山陽新聞デジタル|さんデジ

博物館の収蔵 スペース確保 地域の課題

 歴史、民俗、美術工芸、自然史など幅広い分野で地域の文化を支えてきた博物館が収蔵スペースの確保に苦慮している。空間に余裕がないため、新たな資料収集や寄贈の受け入れが難しくなっている施設も少なくない。

 収蔵スペースの不足は全国の博物館が直面する課題だ。日本博物館協会による2019年の調査で、収蔵庫の使用状況について「9割以上」または「入りきらない資料がある」と回答した施設は57・2%に上る。13年の前回調査より10ポイント以上増えた。

 岡山県でも県の公文書や古文書を保管する県立記録資料館や、岡山市の郷土資料を所蔵する岡山シティミュージアムが「ほぼ限界」などと訴える。いずれも05年の開館時より膨らみ続け、棚の増設や県・市有の他施設への仮置きでしのいでいるという。

 博物館は資料を収集・保全し、調査・研究で価値を調べ、その成果を展示などで発信する機関だ。満杯状態を解消できなければ、こうした基本機能が根本から揺らぎかねないとの危機感は強い。コレクションの安定した管理に向けて対策は急務と言える。

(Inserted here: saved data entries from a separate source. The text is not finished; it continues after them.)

impl ObserverEngine {
    pub fn new(
        config: ObserverConfig,
        metric_source: Arc<dyn MetricSource>,
        commit_source: Arc<dyn CommitSource>,
        remediation: Arc<dyn Remediation>,
    ) -> Self {
        let store = Arc::new(WorkflowStore::new());
        let activity = Arc::new(ActivityLog::default());
        let orchestrator = WorkflowOrchestrator::new(
            store.clone(),
            remediation,
            activity.clone(),
            config.cooldown,
        );
        let detector = AnomalyDetector::new(config.sigma_threshold, config.min_baseline_samples);
        let correlator = CommitCorrelator::new(config.correlation_window);
        let cap = config.recent_anomaly_cap;

        Self {
            config,
            metric_source,
            commit_source,
            detector,
            correlator,
            store,
            orchestrator,
            activity,
            metrics: ObserverMetrics::new(),
            running: AtomicBool::new(false),
            tick_in_flight: AtomicBool::new(false),
            stop_signal: Notify::new(),
            last_tick: RwLock::new(None),
            recent_anomalies: RwLock::new(VecDeque::with_capacity(cap)),
        }
    }

    /// Start the recurring tick loop. Idempotent: calling while running is a
    /// no-op, not an error. Returns whether a new loop was launched.
    pub fn start(self: Arc<Self>) -> bool {
        if self
            .running
            .compare_exchange(false, true, Ordering::SeqCst, Ordering::SeqCst)
            .is_err()
        {
            debug!("Observer already running; start ignored");
            return false;
        }

        info!(
            interval_secs = self.config.tick_interval.as_secs(),
            pairs = self.config.watch.len(),
            "Observer engine started"
        );

        let engine = self.clone();
        tokio::spawn(async move {
            let mut ticker = tokio::time::interval(engine.config.tick_interval);
            loop {
                tokio::select! {
                    _ = ticker.tick() => {
                        if !engine.is_running() {
                            break;
                        }
                        engine.tick().await;
                        if !engine.is_running() {
                            break;
                        }
                    }
                    _ = engine.stop_signal.notified() => break,
                }
            }
            info!("Observer engine loop exited");
        });

        true
    }

    /// Request the loop to stop. The in-flight tick, if any, completes first;
    /// a workflow already executing runs to its terminal state regardless.
    pub fn stop(&self) {
        if self.running.swap(false, Ordering::SeqCst) {
            info!("Observer engine stopping");
        }
        self.stop_signal.notify_waiters();
    }

    pub fn is_running(&self) -> bool {
        self.running.load(Ordering::SeqCst)
    }

    pub fn run_state(&self) -> RunState {
        if self.is_running() {
            RunState::Running
        } else {
            RunState::Stopped
        }
    }

    /// Run one detection pass over the watch list.
    ///
    /// Skip-if-busy: if the previous pass has not finished, this one is
    /// deferred rather than run concurrently, so workflow creation never
    /// races against itself.
    pub async fn tick(&self) {
        if self
            .tick_in_flight
            .compare_exchange(false, true, Ordering::SeqCst, Ordering::SeqCst)
            .is_err()
        {
            warn!("Previous tick still in flight; deferring");
            return;
        }

        let started = std::time::Instant::now();
        let now = Utc::now();
        let mut anomalies = 0usize;
        let mut errors = 0usize;
        let mut skipped = 0usize;

        for target in &self.config.watch {
            match self.evaluate_pair(target, now).await {
                Ok(Detection::Anomalous(anomaly)) => {
                    anomalies += 1;
                    self.handle_anomaly(anomaly).await;
                }
                Ok(Detection::Normal { sigma_deviation }) => {
                    debug!(
                        service = %target.service,
                        metric = %target.metric,
                        sigma = sigma_deviation,
                        "Within baseline"
                    );
                }
                Ok(Detection::Skipped(reason)) => {
                    skipped += 1;
                    self.metrics.inc_pairs_skipped();
                    debug!(
                        service = %target.service,
                        metric = %target.metric,
                        reason = %reason,
                        "Detection skipped"
                    );
                }
                // One pair's source failure is logged and skipped; the rest
                // of the tick proceeds.
                Err(e) => {
                    errors += 1;
                    self.metrics.inc_source_errors();
                    warn!(
                        service = %target.service,
                        metric = %target.metric,
                        error = %e,
                        "Pair evaluation failed; retrying next tick"
                    );
                }
            }
        }

        self.store.prune_terminal(now, self.config.workflow_retention);
        *self.last_tick.write().unwrap() = Some(now);

        self.metrics.inc_ticks();
        self.metrics
            .observe_tick_duration(started.elapsed().as_secs_f64());
        debug!(
            pairs = self.config.watch.len(),
            anomalies,
            errors,
            skipped,
            elapsed_ms = started.elapsed().as_millis(),
            "Tick complete"
        );

        self.tick_in_flight.store(false, Ordering::SeqCst);
    }

    /// Fetch both windows for one pair and evaluate them
    async fn evaluate_pair(
        &self,
        target: &WatchTarget,
        now: DateTime<Utc>,
    ) -> Result<Detection, ObserverError> {
        let baseline_window = self
            .metric_source
            .query(
                &target.service,
                &target.metric,
                now - self.config.baseline_window,
                now,
            )
            .await?;

        let current_window = self
            .metric_source
            .query(
                &target.service,
                &target.metric,
                now - self.config.current_window,
                now,
            )
            .await?;

        Ok(self.detector.evaluate(&baseline_window, &current_window, now))
    }

    /// Record an anomaly, correlate it with recent commits and propose a
    /// workflow.
    async fn handle_anomaly(&self, anomaly: Anomaly) {
        warn!(
            service = %anomaly.service,
            metric = %anomaly.metric,
            current = anomaly.current_value,
            baseline_mean = anomaly.baseline_mean,
            sigma = anomaly.sigma_deviation,
            severity = %anomaly.severity,
            "Anomaly detected"
        );
        self.metrics.inc_anomalies_detected();

        self.push_anomaly(anomaly.clone());
        self.activity.record_event(
            ActivityCategory::Detector,
            anomaly.detected_at,
            format!(
                "{} anomaly: {}.{} = {:.2} ({:.1}σ from baseline {:.2})",
                anomaly.severity,
                anomaly.service,
                anomaly.metric,
                anomaly.current_value,
                anomaly.sigma_deviation,
                anomaly.baseline_mean
            ),
            None,
        );

        let suspects = self.correlate(&anomaly).await;
        self.orchestrator
            .propose(&anomaly, suspects, anomaly.detected_at);
    }

    /// Rank candidate root-cause commits. A commit source failure is treated
    /// like an empty window: the anomaly response proceeds without suspects.
    async fn correlate(&self, anomaly: &Anomaly) -> Vec<SuspectCommit> {
        let from = anomaly.detected_at - self.config.correlation_window;
        match self
            .commit_source
            .recent_commits(from, anomaly.detected_at)
            .await
        {
            Ok(commits) => self.correlator.rank(anomaly.detected_at, &commits),
            Err(e) => {
                warn!(error = %e, "Commit source unavailable; no suspects identified");
                Vec::new()
            }
        }
    }

    fn push_anomaly(&self, anomaly: Anomaly) {
        let mut buffer = self.recent_anomalies.write().unwrap();
        if buffer.len() == self.config.recent_anomaly_cap {
            buffer.pop_front();
        }
        buffer.push_back(anomaly);
    }

    /// Approve a pending workflow and run its remediation sequence
    pub async fn approve(&self, id: &str, reason: &str) -> Result<Workflow, ObserverError> {
        self.orchestrator.approve(id, reason).await
    }

    /// Reject a pending workflow
    pub fn reject(&self, id: &str, reason: &str) -> Result<Workflow, ObserverError> {
        self.orchestrator.reject(id, reason)
    }

    /// Most recent anomalies, newest first
    pub fn recent_anomalies(&self, limit: usize) -> Vec<Anomaly> {
        let buffer = self.recent_anomalies.read().unwrap();
        buffer.iter().rev().take(limit).cloned().collect()
    }

    /// Workflows awaiting a decision, newest first
    pub fn pending_workflows(&self) -> Vec<Workflow> {
        self.store.pending()
    }

    pub fn workflow(&self, id: &str) -> Option<Workflow> {
        self.store.get(id)
    }

    /// Merged activity feed, newest first. Pure read-side assembly over the
    /// per-category feeds; an absent category is simply an empty source.
    pub fn activity_feed(&self, limit: usize) -> Vec<ActivityEntry> {
        merge_feeds(&self.activity.category_feeds(), limit)
    }

    /// Current run-state plus the projections the control surface displays
    pub fn status(&self) -> ObserverStatus {
        ObserverStatus {
            status: self.run_state(),
            last_tick: *self.last_tick.read().unwrap(),
            tick_interval_secs: self.config.tick_interval.as_secs(),
            sigma_threshold: self.config.sigma_threshold,
            recent_anomalies: self.recent_anomalies(10),
            pending_workflows: self.pending_workflows(),
            activity: self.activity_feed(20),
        }
    }
}
//! Service configuration

use anyhow::Result;
use observer_lib::{ObserverConfig, WatchTarget};
use serde::Deserialize;
use tracing::warn;

/// Observer service configuration, loaded from `OBSERVER_*` env vars
#[derive(Debug, Clone, Deserialize)]
pub struct ServiceConfig {
    /// API server port
    #[serde(default = "default_api_port")]
    pub api_port: u16,

    /// Metric store base URL
    #[serde(default = "default_metric_source_url")]
    pub metric_source_url: String,

    /// Commit listing base URL
    #[serde(default = "default_commit_source_url")]
    pub commit_source_url: String,

    /// Remediation integration gateway base URL
    #[serde(default = "default_remediation_url")]
    pub remediation_url: String,

    /// Seconds between detection ticks
    #[serde(default = "default_tick_interval")]
    pub tick_interval_secs: u64,

    /// Sigma threshold for raising an anomaly
    #[serde(default = "default_sigma_threshold")]
    pub sigma_threshold: f64,

    /// Trailing baseline window in days
    #[serde(default = "default_baseline_window_days")]
    pub baseline_window_days: i64,

    /// Short current window in minutes
    #[serde(default = "default_current_window_mins")]
    pub current_window_mins: i64,

    /// Workflow cooldown in minutes
    #[serde(default = "default_cooldown_mins")]
    pub cooldown_mins: i64,

    /// Commit correlation lookback in minutes
    #[serde(default = "default_correlation_window_mins")]
    pub correlation_window_mins: i64,

    /// Comma-separated `service:metric` pairs to watch
    #[serde(default)]
    pub watch: String,

    /// Start the detection loop immediately on boot
    #[serde(default = "default_autostart")]
    pub autostart: bool,
}

fn default_api_port() -> u16 {
    8080
}

fn default_metric_source_url() -> String {
    "http://metric-store:9200".to_string()
}

fn default_commit_source_url() -> String {
    "http://commit-proxy:8080".to_string()
}

fn default_remediation_url() -> String {
    "http://integration-gateway:8001".to_string()
}

fn default_tick_interval() -> u64 {
    60
}

fn default_sigma_threshold() -> f64 {
    3.0
}

fn default_baseline_window_days() -> i64 {
    7
}

fn default_current_window_mins() -> i64 {
    60
}

fn default_cooldown_mins() -> i64 {
    30
}

fn default_correlation_window_mins() -> i64 {
    120
}

fn default_autostart() -> bool {
    true
}

impl ServiceConfig {
    /// Load configuration from the environment
    pub fn load() -> Result<Self> {
        let config = config::Config::builder()
            .add_source(config::Environment::with_prefix("OBSERVER").try_parsing(true))
            .build()?;

        Ok(config.try_deserialize()?)
    }

    /// Parse the watch list; malformed pair specs are logged and dropped
    pub fn watch_targets(&self) -> Vec<WatchTarget> {
        self.watch
            .split(',')
            .map(str::trim)
            .filter(|s| !s.is_empty())
            .filter_map(|spec| {
                let target = WatchTarget::parse(spec);
                if target.is_none() {
                    warn!(spec = %spec, "Ignoring malformed watch pair, expected service:metric");
                }
                target
            })
            .collect()
    }

    /// Engine configuration derived from this service configuration
    pub fn observer_config(&self) -> ObserverConfig {
        ObserverConfig {
            tick_interval: std::time::Duration::from_secs(self.tick_interval_secs),
            sigma_threshold: self.sigma_threshold,
            baseline_window: chrono::Duration::days(self.baseline_window_days),
            current_window: chrono::Duration::minutes(self.current_window_mins),
            cooldown: chrono::Duration::minutes(self.cooldown_mins),
            correlation_window: chrono::Duration::minutes(self.correlation_window_mins),
            watch: self.watch_targets(),
            ..Default::default()
        }
    }
}

#[cfg(test)]
mod tests {
    use super::*;

    fn config_with_watch(watch: &str) -> ServiceConfig {
        ServiceConfig {
            api_port: default_api_port(),
            metric_source_url: default_metric_source_url(),
            commit_source_url: default_commit_source_url(),
            remediation_url: default_remediation_url(),
            tick_interval_secs: default_tick_interval(),
            sigma_threshold: default_sigma_threshold(),
            baseline_window_days: default_baseline_window_days(),
            current_window_mins: default_current_window_mins(),
            cooldown_mins: default_cooldown_mins(),
            correlation_window_mins: default_correlation_window_mins(),
            watch: watch.to_string(),
            autostart: true,
        }
    }

    #[test]
    fn test_watch_list_parsing() {
        let config = config_with_watch("api-gateway:p99_latency, checkout:error_rate");
        let targets = config.watch_targets();
        assert_eq!(targets.len(), 2);
        assert_eq!(targets[0].service, "api-gateway");
        assert_eq!(targets[1].metric, "error_rate");
    }

    #[test]
    fn test_malformed_pairs_dropped() {
        let config = config_with_watch("good:pair,broken,also:fine,");
        assert_eq!(config.watch_targets().len(), 2);
    }

    #[test]
    fn test_engine_config_derivation() {
        let config = config_with_watch("svc:metric");
        let engine = config.observer_config();
        assert_eq!(engine.tick_interval.as_secs(), 60);
        assert_eq!(engine.cooldown, chrono::Duration::minutes(30));
        assert_eq!(engine.watch.len(), 1);
    }
}
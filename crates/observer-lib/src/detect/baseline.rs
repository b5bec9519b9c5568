//! Baseline estimation
//!
//! Computes trailing-window statistics for one (service, metric) pair. The
//! baseline is always derived fresh from a full window rather than updated
//! incrementally, so a partial failure on one tick cannot drift the next.

use crate::models::{Baseline, MetricWindow};

/// Compute mean and population standard deviation over a baseline window.
///
/// Returns `None` when the window has no samples at all; callers apply their
/// own minimum-sample-count policy on top of `sample_count`.
pub fn estimate_baseline(window: &MetricWindow) -> Option<Baseline> {
    let count = window.samples.len();
    if count == 0 {
        return None;
    }

    let sum: f64 = window.values().sum();
    let mean = sum / count as f64;

    let variance = window
        .values()
        .map(|v| (v - mean).powi(2))
        .sum::<f64>()
        / count as f64;

    Some(Baseline {
        mean,
        std_dev: variance.sqrt(),
        sample_count: count,
    })
}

 近年は高齢化や過疎化を背景に、これまで地域で守られてきた仏像などが博物館に預けられたり、刀剣や書画といった遺品が寄贈されたりするケースが目立つ。既に手狭なスペースに資料があふれ、目が行き届かなくなる恐れは否めないだろう。

 前橋市の運営する施設は4年前、作家2人の遺族から預かった美術作品を紛失した。作品は施設外の廃校舎に保管されており、学校備品との区分け作業が不十分だったために一緒に処分された可能性が指摘される。

 昨年は、大阪府の所有する大型彫刻作品など約100点が収蔵場所を確保できず庁舎の地下駐車場に6年余り放置されていたことが明らかになった。学芸員不在のずさんな管理で、さびが発生するなど劣化していた。

 スペースの確保には収蔵庫を新増設するのが本筋なのは言うまでもない。ただ、設置者である地方自治体にとって来館者に直接関係しないバックヤードへの投資は容易でなかろう。「博物館建設ブーム」とされた1990年代と比べ、1館当たりの公費の支出は3分の1に減っている。

 資料の収集・管理を巡っては昨年、国立科学博物館(東京)が財政難を理由にクラウドファンディングで寄付を募った。同館は「これを機に博物館全体で存在感を高めていく取り組みが重要だ」として他館と連携しての巡回展などに乗り出す。データベースの拡充、教育に役立つコンテンツの共有も企画する。

 博物館の収蔵品は地域の公共財である。収蔵庫は資料をただ置いておく場所ではなく、自然災害や散逸、破損から守り、次世代へつなぐために不可欠という意識を社会全体で育んでいきたい。